Step 4 – Pin your most used folders
Guess what? You don’t have to stop at documents. You can also pin entire folders!
- First, pin Windows File Explorer to your taskbar. Open any folder. Any folder at all! Right click and select “Pin to taskbar.”
- Next, pin all your most used folders to Windows File Explorer. Same deal, just drag the folder on top of the Windows File Explorer icon.
And boom, you have no use for messy documents and folders on your desktop anymore. They are all stored neatly on your taskbar. Now, doesn’t that look better?
Those documents you use the least? Leave them in that “Desktop” folder you made in the Documents folder and pin that folder to Windows File Explorer. You probably won’t go there as often now that you have your fantastic taskbar set up!
Optional Step – Pin to your start menu
You can only pin twelve items to each program on the taskbar. So if you need to, you can pin applications to your Start Menu instead. With the tiles feature on Windows 10, your Start Menu can be as big or little as you like.
Just like pinning on the taskbar, right click on the program and select “Pin to Start.” You can find all your applications on the right hand side of the Start Menu.

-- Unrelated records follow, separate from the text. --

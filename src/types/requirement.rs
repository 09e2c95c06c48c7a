use nom::{
    character::complete::{char, one_of},
    combinator::{opt, recognize},
    sequence::pair,
    IResult,
};
use std::fmt;

/// Comparison operator of a single version constraint.
///
/// Unrecognized operator text parses to `Unknown` instead of failing; the
/// version text is carried through untouched.
#[derive(Copy, Clone, Debug, PartialEq, Eq)]
pub enum ConstraintOp {
    Gt,
    Lt,
    Ge,
    Le,
    Eq,
    Ne,
    Unknown,
}

impl ConstraintOp {
    fn from_tag(tag: &str) -> Self {
        match tag {
            ">" => ConstraintOp::Gt,
            "<" => ConstraintOp::Lt,
            ">=" => ConstraintOp::Ge,
            "<=" => ConstraintOp::Le,
            "==" => ConstraintOp::Eq,
            "!=" => ConstraintOp::Ne,
            _ => ConstraintOp::Unknown,
        }
    }

    pub fn as_str(&self) -> &'static str {
        match self {
            ConstraintOp::Gt => ">",
            ConstraintOp::Lt => "<",
            ConstraintOp::Ge => ">=",
            ConstraintOp::Le => "<=",
            ConstraintOp::Eq => "==",
            ConstraintOp::Ne => "!=",
            ConstraintOp::Unknown => "",
        }
    }
}

impl fmt::Display for ConstraintOp {
    fn fmt(&self, f: &mut fmt::Formatter) -> fmt::Result {
        write!(f, "{}", self.as_str())
    }
}

/// One operator/version pair from a requirement's constraint suffix.
/// Version strings are opaque tokens, never interpreted numerically.
#[derive(Clone, Debug, PartialEq, Eq)]
pub struct Constraint {
    pub op: ConstraintOp,
    pub version: String,
}

impl Constraint {
    fn parse(token: &str) -> Self {
        match parse_op_tag(token) {
            Ok((version, tag)) => Constraint {
                op: ConstraintOp::from_tag(tag),
                version: version.to_string(),
            },
            // No leading operator characters at all; keep the token as the
            // version so nothing is lost
            Err(_) => Constraint {
                op: ConstraintOp::Unknown,
                version: token.to_string(),
            },
        }
    }
}

impl fmt::Display for Constraint {
    fn fmt(&self, f: &mut fmt::Formatter) -> fmt::Result {
        write!(f, "{}{}", self.op, self.version)
    }
}

/// One or two characters from `< > ! =`, second one restricted to `=`
fn parse_op_tag(i: &str) -> IResult<&str, &str> {
    recognize(pair(one_of("<>!="), opt(char('='))))(i)
}

/// A parsed requirement line: package name, ordered constraints, and the
/// provenance chain describing why the dependency is present.
///
/// Lines that are empty (or comment-only) produce an invalid Requirement;
/// callers must check `is_valid` before using it.
#[derive(Clone, Debug, Default)]
pub struct Requirement {
    pub name: String,
    pub constraints: Vec<Constraint>,
    /// Ancestors from a "from" description, nearest parent first. Expansion
    /// is a single level deep: ancestors carry no provenance of their own.
    pub provenance: Vec<Requirement>,
    valid: bool,
}

impl Requirement {
    /// Parse one requirement line, optionally with a `parent -> grandparent`
    /// provenance description.
    pub fn parse(line: &str, from: Option<&str>) -> Self {
        // Strip trailing comment, then surrounding whitespace
        let spec = line.split('#').next().unwrap_or("").trim();
        if spec.is_empty() {
            return Requirement::default();
        }

        let (name, suffix) = match spec.find(|c| matches!(c, '<' | '>' | '!' | '=')) {
            Some(pos) => (&spec[..pos], Some(&spec[pos..])),
            None => (spec, None),
        };

        let constraints = match suffix {
            Some(s) => s.split(',').map(Constraint::parse).collect(),
            None => Vec::new(),
        };

        let provenance = match from {
            Some(desc) => desc
                .split("->")
                .map(|seg| Requirement::parse(seg, None))
                .filter(|r| r.is_valid())
                .collect(),
            None => Vec::new(),
        };

        Requirement {
            name: name.trim().to_string(),
            constraints,
            provenance,
            valid: true,
        }
    }

    pub fn is_valid(&self) -> bool {
        self.valid
    }
}

/// Requirements are equal iff names match and the constraint lists are equal
/// as sets. This deliberately compares constraint structure, not range
/// semantics: `==1.0` does not equal `>=1.0,<=1.0`.
///
/// Containment is checked in both directions; duplicates are permitted, so a
/// matching length plus one-way containment is not enough.
impl PartialEq for Requirement {
    fn eq(&self, other: &Self) -> bool {
        self.name == other.name
            && self.constraints.len() == other.constraints.len()
            && self
                .constraints
                .iter()
                .all(|c| other.constraints.contains(c))
            && other
                .constraints
                .iter()
                .all(|c| self.constraints.contains(c))
    }
}

impl Eq for Requirement {}

impl fmt::Display for Requirement {
    fn fmt(&self, f: &mut fmt::Formatter) -> fmt::Result {
        write!(f, "{}", self.name)?;
        for (i, c) in self.constraints.iter().enumerate() {
            if i > 0 {
                write!(f, ",")?;
            }
            write!(f, "{}", c)?;
        }
        Ok(())
    }
}

/// An ordered collection of valid requirements from one textual source,
/// either a baseline document or one component's resolved dependencies.
#[derive(Debug, Default)]
pub struct RequirementSet {
    /// Name of the component that owns this set, for resolver output.
    /// Baselines have no owning component.
    pub component: Option<String>,
    pub entries: Vec<Requirement>,
}

impl RequirementSet {
    pub fn new(component: Option<String>) -> Self {
        RequirementSet {
            component,
            entries: Vec::new(),
        }
    }

    /// Parse one line and keep it if it turns out valid
    pub fn add_line(&mut self, line: &str, from: Option<&str>) {
        let req = Requirement::parse(line, from);
        if req.is_valid() {
            self.entries.push(req);
        }
    }

    pub fn from_lines<'a, I>(component: Option<String>, lines: I) -> Self
    where
        I: IntoIterator<Item = &'a str>,
    {
        let mut set = RequirementSet::new(component);
        for line in lines {
            set.add_line(line, None);
        }
        set
    }

    pub fn len(&self) -> usize {
        self.entries.len()
    }

    pub fn is_empty(&self) -> bool {
        self.entries.is_empty()
    }

    /// First entry with a matching name. Baseline names are unique by
    /// convention but not enforced; the first match is authoritative.
    pub fn find_by_name(&self, name: &str) -> Option<&Requirement> {
        self.entries.iter().find(|r| r.name == name)
    }

    /// Test a requirement against this set used as a baseline. Pure: returns
    /// whether the requirement complies, and the baseline entry it was
    /// compared against, if any.
    pub fn validate(&self, req: &Requirement) -> (bool, Option<&Requirement>) {
        match self.find_by_name(&req.name) {
            Some(entry) => (req == entry, Some(entry)),
            None => (false, None),
        }
    }

    /// A requirement is a direct dependency iff its nearest provenance
    /// ancestor is the component that owns this set
    pub fn is_direct(&self, req: &Requirement) -> bool {
        match (&self.component, req.provenance.first()) {
            (Some(component), Some(parent)) => &parent.name == component,
            _ => false,
        }
    }
}

#[cfg(test)]
mod test {
    use super::*;

    #[test]
    fn parse_name_and_constraints() {
        let req = Requirement::parse("glance-store>=0.1.9,<2.0", None);
        assert!(req.is_valid());
        assert_eq!(req.name, "glance-store");
        assert_eq!(
            req.constraints,
            vec![
                Constraint {
                    op: ConstraintOp::Ge,
                    version: "0.1.9".to_string()
                },
                Constraint {
                    op: ConstraintOp::Lt,
                    version: "2.0".to_string()
                },
            ]
        );
    }

    #[test]
    fn parse_bare_name() {
        let req = Requirement::parse("pbr", None);
        assert!(req.is_valid());
        assert_eq!(req.name, "pbr");
        assert!(req.constraints.is_empty());
    }

    #[test]
    fn comment_and_empty_lines_are_invalid() {
        assert!(!Requirement::parse("", None).is_valid());
        assert!(!Requirement::parse("   ", None).is_valid());
        assert!(!Requirement::parse("# a comment", None).is_valid());
        // Trailing comments are stripped, the rest still parses
        let req = Requirement::parse("six>=1.7 # transition", None);
        assert!(req.is_valid());
        assert_eq!(req.name, "six");
        assert_eq!(req.constraints[0].version, "1.7");
    }

    #[test]
    fn unknown_operator_passes_through() {
        // "=1.0" is not a recognized operator; it must degrade, not fail
        let req = Requirement::parse("foo=1.0", None);
        assert!(req.is_valid());
        assert_eq!(req.name, "foo");
        assert_eq!(req.constraints[0].op, ConstraintOp::Unknown);
        assert_eq!(req.constraints[0].version, "1.0");
    }

    #[test]
    fn equality_ignores_constraint_order() {
        let a = Requirement::parse("foo>=1,<2", None);
        let b = Requirement::parse("foo<2,>=1", None);
        assert_eq!(a, b);
        assert_eq!(b, a);
    }

    #[test]
    fn equality_is_structural_not_semantic() {
        // Same version range, different constraint sets
        let a = Requirement::parse("foo==1.0", None);
        let b = Requirement::parse("foo>=1.0,<=1.0", None);
        assert_ne!(a, b);
    }

    #[test]
    fn duplicate_constraints_are_kept() {
        let a = Requirement::parse("foo>=1,>=1", None);
        assert_eq!(a.constraints.len(), 2);
        assert_ne!(a, Requirement::parse("foo>=1", None));
    }

    #[test]
    fn duplicate_constraints_do_not_mask_differences() {
        // Same length, one side all duplicates; must be unequal both ways
        let a = Requirement::parse("foo>=1,>=1", None);
        let b = Requirement::parse("foo>=1,<2", None);
        assert_ne!(a, b);
        assert_ne!(b, a);
    }

    #[test]
    fn provenance_is_single_level() {
        let req = Requirement::parse("oslo.config>=1.2.0", Some("glance->keystoneclient>=0.9"));
        assert_eq!(req.provenance.len(), 2);
        assert_eq!(req.provenance[0].name, "glance");
        assert_eq!(req.provenance[1].name, "keystoneclient");
        // Ancestors are not expanded further
        assert!(req.provenance.iter().all(|p| p.provenance.is_empty()));
    }

    #[test]
    fn display_round_trips() {
        for s in ["foo>=1.0,<2.0", "bar", "baz!=0.5"] {
            let req = Requirement::parse(s, None);
            let reparsed = Requirement::parse(&req.to_string(), None);
            assert_eq!(req, reparsed);
        }
    }

    #[test]
    fn baseline_validation() {
        let baseline = RequirementSet::from_lines(None, ["foo>=1.0"]);

        let (ok, entry) = baseline.validate(&Requirement::parse("foo>=1.0", Some("root->foo")));
        assert!(ok);
        assert_eq!(entry.unwrap().to_string(), "foo>=1.0");

        let (ok, entry) = baseline.validate(&Requirement::parse("foo>=2.0", None));
        assert!(!ok);
        assert_eq!(entry.unwrap().to_string(), "foo>=1.0");

        let (ok, entry) = baseline.validate(&Requirement::parse("bar==1.0", None));
        assert!(!ok);
        assert!(entry.is_none());
    }

    #[test]
    fn direct_dependency_classification() {
        let mut set = RequirementSet::new(Some("glance".to_string()));
        set.add_line("glance-store>=0.1.8", Some("glance"));
        set.add_line("six>=1.7", Some("oslo.config->glance"));
        assert!(set.is_direct(&set.entries[0]));
        assert!(!set.is_direct(&set.entries[1]));
        // No provenance at all classifies as indirect
        assert!(!set.is_direct(&Requirement::parse("foo", None)));
    }
}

Unfortunately, you can only pin apps directly into the Start Menu tiles. If you have too many important documents, you can always pin a folder containing the documents to Windows File Explorer instead.
Optional Step – Get Dropbox
If you want to really step up your tech game, get Dropbox for personal or business use. Or some sort of cloud-based document storage system. You can access your documents from anywhere.
Imagine your grandmother emailing you an old recipe. Wouldn’t it be nice to view this recipe on your phone in the kitchen? With Dropbox, you can! Easily drag that email attachment to your Dropbox folder on your computer. Then, open the mobile app on your phone and voila! Grandma’s recipe is waiting for you in your Dropbox.
It’s also great for storing and sharing photos with family members if you don’t want to post them on social media. The goal is to have as little as possible on your physical computer so if there is a catastrophic event, you’ll still have all your files there ready to pull up at a moment’s notice.
Step 5 – Set up your folder hierarchy system
Whether you choose to use Dropbox or just store documents on your computer or an external drive, you need a folder hierarchy system. What is a folder hierarchy system? Think of a physical filing cabinet. Each filing cabinet has drawers and each of those drawers has folders. Each of those folders may have subfolders and so on. Your computer has the same type of filing system. Just digital!
Group by category
To develop your folder hierarchy system, you’ll need to think of categories. Two obvious categories would be business and personal because they shouldn’t be mixed.
Here are some main category suggestions for business use:
And, here are some for personal use:
Group by date
Once you have the main categories set up, set up subfolders underneath these folders sorted by year. You can also set up even more subfolders and sort by month.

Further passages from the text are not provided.